» MATERIAL PROVIDED

= = = = = = =

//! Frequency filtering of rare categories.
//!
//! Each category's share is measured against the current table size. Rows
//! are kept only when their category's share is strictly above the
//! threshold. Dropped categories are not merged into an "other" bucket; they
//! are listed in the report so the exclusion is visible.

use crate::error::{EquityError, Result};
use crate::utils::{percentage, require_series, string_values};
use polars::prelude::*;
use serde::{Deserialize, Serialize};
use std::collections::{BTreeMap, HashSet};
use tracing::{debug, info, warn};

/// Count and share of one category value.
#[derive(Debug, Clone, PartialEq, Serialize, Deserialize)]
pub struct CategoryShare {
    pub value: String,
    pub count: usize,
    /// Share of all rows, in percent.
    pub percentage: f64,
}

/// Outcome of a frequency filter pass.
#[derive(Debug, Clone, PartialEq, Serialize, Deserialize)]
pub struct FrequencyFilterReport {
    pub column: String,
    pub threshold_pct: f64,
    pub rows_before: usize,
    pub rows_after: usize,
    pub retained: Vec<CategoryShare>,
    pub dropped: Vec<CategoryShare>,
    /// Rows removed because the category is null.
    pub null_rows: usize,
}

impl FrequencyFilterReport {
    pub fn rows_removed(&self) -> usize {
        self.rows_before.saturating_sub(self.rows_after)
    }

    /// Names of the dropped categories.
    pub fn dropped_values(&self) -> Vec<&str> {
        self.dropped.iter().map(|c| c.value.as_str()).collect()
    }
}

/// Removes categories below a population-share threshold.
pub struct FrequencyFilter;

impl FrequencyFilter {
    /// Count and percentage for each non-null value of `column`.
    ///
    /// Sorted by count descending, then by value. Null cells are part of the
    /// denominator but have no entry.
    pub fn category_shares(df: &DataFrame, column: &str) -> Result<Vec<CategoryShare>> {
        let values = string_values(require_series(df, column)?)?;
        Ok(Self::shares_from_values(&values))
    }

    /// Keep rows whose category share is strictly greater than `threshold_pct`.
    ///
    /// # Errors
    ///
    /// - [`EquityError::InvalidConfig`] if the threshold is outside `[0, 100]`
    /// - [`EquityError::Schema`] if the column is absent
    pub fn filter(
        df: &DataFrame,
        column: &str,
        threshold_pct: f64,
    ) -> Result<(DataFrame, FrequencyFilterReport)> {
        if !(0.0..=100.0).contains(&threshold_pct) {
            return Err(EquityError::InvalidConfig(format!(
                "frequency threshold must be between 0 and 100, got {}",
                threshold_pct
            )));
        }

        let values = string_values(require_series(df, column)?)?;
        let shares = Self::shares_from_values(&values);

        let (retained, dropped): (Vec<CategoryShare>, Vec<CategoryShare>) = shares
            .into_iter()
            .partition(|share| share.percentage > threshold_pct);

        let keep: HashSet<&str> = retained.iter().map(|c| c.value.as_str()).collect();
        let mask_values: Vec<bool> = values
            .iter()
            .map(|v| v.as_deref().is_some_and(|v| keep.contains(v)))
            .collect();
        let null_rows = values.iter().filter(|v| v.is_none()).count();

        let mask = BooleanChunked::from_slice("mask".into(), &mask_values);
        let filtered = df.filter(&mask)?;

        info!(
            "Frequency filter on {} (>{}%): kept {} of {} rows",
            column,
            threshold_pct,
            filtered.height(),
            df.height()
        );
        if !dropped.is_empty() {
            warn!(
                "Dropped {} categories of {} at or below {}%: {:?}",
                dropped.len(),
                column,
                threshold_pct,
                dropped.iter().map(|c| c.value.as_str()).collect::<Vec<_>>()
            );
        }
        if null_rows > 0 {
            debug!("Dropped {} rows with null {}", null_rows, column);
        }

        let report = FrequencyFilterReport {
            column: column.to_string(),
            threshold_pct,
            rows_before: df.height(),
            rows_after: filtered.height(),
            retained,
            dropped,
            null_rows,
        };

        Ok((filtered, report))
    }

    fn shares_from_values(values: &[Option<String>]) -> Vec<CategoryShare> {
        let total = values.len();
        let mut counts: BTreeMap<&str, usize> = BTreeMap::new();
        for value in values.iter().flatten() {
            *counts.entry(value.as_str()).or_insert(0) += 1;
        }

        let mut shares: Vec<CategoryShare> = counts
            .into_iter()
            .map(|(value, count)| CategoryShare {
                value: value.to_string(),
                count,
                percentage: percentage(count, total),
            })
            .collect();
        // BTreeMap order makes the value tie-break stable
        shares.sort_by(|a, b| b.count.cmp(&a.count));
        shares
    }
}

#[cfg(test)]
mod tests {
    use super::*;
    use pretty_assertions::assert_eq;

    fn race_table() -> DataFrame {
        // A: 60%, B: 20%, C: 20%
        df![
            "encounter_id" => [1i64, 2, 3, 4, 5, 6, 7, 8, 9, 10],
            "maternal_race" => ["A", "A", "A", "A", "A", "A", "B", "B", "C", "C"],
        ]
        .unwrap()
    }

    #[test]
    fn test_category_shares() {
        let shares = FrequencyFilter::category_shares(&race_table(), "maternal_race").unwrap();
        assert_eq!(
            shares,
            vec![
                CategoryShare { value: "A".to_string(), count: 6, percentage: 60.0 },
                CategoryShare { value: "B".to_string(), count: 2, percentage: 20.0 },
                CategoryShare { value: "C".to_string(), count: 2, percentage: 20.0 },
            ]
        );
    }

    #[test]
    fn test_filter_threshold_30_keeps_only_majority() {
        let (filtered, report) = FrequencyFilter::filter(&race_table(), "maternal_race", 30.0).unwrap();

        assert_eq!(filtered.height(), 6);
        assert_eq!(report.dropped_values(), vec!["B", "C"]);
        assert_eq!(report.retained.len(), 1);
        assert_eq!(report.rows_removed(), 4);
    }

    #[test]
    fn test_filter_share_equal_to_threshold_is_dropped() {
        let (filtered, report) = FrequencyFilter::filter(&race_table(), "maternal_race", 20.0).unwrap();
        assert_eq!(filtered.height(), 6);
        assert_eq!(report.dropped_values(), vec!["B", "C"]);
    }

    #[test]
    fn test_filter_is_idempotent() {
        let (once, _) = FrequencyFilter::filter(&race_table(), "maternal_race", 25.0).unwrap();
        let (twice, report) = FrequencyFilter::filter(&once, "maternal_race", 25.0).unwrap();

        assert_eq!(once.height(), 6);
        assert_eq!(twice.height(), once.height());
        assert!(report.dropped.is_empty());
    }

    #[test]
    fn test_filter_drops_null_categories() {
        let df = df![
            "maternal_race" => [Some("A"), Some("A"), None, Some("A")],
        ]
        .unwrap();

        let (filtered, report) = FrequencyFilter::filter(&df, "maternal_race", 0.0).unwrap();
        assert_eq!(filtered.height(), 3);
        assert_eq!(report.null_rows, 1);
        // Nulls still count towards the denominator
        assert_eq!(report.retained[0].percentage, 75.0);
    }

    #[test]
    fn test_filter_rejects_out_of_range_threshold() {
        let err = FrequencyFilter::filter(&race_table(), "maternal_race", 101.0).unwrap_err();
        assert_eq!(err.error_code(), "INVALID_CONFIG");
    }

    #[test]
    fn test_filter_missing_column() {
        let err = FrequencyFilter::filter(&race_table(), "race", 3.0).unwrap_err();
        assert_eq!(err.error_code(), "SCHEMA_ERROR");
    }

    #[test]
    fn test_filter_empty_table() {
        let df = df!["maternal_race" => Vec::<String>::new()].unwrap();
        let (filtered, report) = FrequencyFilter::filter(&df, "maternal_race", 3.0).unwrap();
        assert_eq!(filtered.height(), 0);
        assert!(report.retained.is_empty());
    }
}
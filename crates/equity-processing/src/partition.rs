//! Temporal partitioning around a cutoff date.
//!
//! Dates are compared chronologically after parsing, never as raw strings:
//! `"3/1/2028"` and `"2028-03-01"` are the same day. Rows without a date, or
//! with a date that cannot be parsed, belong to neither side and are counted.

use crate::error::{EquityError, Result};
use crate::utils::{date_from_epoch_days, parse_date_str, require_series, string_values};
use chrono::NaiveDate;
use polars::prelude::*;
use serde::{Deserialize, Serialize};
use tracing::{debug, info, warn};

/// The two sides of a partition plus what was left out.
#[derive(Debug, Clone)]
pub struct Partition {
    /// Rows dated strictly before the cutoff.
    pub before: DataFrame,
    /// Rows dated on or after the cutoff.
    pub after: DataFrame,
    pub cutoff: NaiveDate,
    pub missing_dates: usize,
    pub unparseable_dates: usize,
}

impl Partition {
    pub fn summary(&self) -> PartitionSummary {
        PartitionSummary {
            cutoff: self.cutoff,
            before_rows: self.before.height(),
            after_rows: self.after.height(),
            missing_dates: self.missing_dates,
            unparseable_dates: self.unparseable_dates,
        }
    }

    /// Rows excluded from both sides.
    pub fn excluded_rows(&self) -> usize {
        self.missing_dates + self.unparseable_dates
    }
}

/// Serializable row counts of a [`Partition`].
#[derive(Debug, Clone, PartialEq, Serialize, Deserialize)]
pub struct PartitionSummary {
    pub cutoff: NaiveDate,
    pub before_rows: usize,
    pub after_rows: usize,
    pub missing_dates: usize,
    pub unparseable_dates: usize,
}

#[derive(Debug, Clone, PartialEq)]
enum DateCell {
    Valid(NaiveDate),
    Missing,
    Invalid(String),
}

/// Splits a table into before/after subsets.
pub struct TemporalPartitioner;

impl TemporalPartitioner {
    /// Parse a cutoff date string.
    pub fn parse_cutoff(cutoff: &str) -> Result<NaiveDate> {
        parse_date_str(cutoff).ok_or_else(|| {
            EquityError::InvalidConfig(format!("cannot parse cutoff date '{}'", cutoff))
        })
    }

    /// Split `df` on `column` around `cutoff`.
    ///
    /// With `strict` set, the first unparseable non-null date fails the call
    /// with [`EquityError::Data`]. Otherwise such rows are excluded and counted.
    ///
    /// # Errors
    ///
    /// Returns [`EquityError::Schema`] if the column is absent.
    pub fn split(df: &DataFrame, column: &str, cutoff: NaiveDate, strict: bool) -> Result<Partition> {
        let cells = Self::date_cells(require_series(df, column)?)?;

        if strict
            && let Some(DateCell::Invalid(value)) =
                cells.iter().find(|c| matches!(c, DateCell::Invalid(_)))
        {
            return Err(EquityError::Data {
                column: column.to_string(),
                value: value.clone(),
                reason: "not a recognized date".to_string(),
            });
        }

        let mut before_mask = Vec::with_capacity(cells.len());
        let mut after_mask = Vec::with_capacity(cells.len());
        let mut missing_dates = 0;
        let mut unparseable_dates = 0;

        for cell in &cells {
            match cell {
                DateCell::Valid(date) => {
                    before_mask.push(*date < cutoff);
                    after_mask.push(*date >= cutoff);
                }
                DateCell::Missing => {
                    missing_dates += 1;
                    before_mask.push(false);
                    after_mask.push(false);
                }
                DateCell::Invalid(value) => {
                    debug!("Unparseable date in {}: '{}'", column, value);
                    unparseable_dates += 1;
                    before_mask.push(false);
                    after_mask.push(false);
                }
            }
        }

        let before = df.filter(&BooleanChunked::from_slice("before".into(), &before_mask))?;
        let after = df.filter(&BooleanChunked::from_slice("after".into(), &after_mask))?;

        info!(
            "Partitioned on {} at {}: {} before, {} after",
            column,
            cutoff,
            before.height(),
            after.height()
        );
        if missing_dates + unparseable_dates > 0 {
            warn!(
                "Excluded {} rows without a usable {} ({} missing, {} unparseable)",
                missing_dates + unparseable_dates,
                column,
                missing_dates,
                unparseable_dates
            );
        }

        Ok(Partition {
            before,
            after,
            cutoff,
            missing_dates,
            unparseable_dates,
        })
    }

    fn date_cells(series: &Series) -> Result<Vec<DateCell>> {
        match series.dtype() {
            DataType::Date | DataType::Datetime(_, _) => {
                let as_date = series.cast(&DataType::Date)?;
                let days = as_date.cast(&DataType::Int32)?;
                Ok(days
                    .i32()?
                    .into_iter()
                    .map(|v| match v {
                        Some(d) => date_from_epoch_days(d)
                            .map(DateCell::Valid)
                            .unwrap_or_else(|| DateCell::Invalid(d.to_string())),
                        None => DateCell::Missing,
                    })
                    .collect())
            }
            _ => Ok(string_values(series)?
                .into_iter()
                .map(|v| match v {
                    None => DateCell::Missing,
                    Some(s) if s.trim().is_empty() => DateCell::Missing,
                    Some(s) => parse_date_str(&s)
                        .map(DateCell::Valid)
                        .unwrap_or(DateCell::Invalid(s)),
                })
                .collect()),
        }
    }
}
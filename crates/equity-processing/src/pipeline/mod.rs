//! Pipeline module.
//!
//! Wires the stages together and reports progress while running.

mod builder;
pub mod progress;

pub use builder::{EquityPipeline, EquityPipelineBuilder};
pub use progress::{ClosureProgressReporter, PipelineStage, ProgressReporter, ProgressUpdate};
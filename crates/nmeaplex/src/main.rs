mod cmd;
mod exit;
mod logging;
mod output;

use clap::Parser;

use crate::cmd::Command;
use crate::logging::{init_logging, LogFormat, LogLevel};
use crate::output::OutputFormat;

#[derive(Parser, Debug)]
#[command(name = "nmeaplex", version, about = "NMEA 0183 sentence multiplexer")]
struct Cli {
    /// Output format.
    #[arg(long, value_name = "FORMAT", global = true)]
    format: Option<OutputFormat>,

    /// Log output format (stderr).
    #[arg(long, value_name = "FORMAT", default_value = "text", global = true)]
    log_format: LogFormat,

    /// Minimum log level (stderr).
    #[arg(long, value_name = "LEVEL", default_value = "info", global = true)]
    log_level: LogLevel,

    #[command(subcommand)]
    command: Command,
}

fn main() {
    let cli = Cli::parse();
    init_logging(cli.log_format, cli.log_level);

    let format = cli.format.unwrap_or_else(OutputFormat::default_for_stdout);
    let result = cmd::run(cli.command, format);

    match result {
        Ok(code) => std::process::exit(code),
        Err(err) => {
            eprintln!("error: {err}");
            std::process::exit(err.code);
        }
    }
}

= = = = = = =

» HOW TO COMPLETE THIS TASK
Scan the material above. Extract every line in which the word "counted" occurs.

» ANSWER TO THE EXERCISE
//! with a date that cannot be parsed, belong to neither side and are counted.
    /// with [`EquityError::Data`]. Otherwise such rows are excluded and counted.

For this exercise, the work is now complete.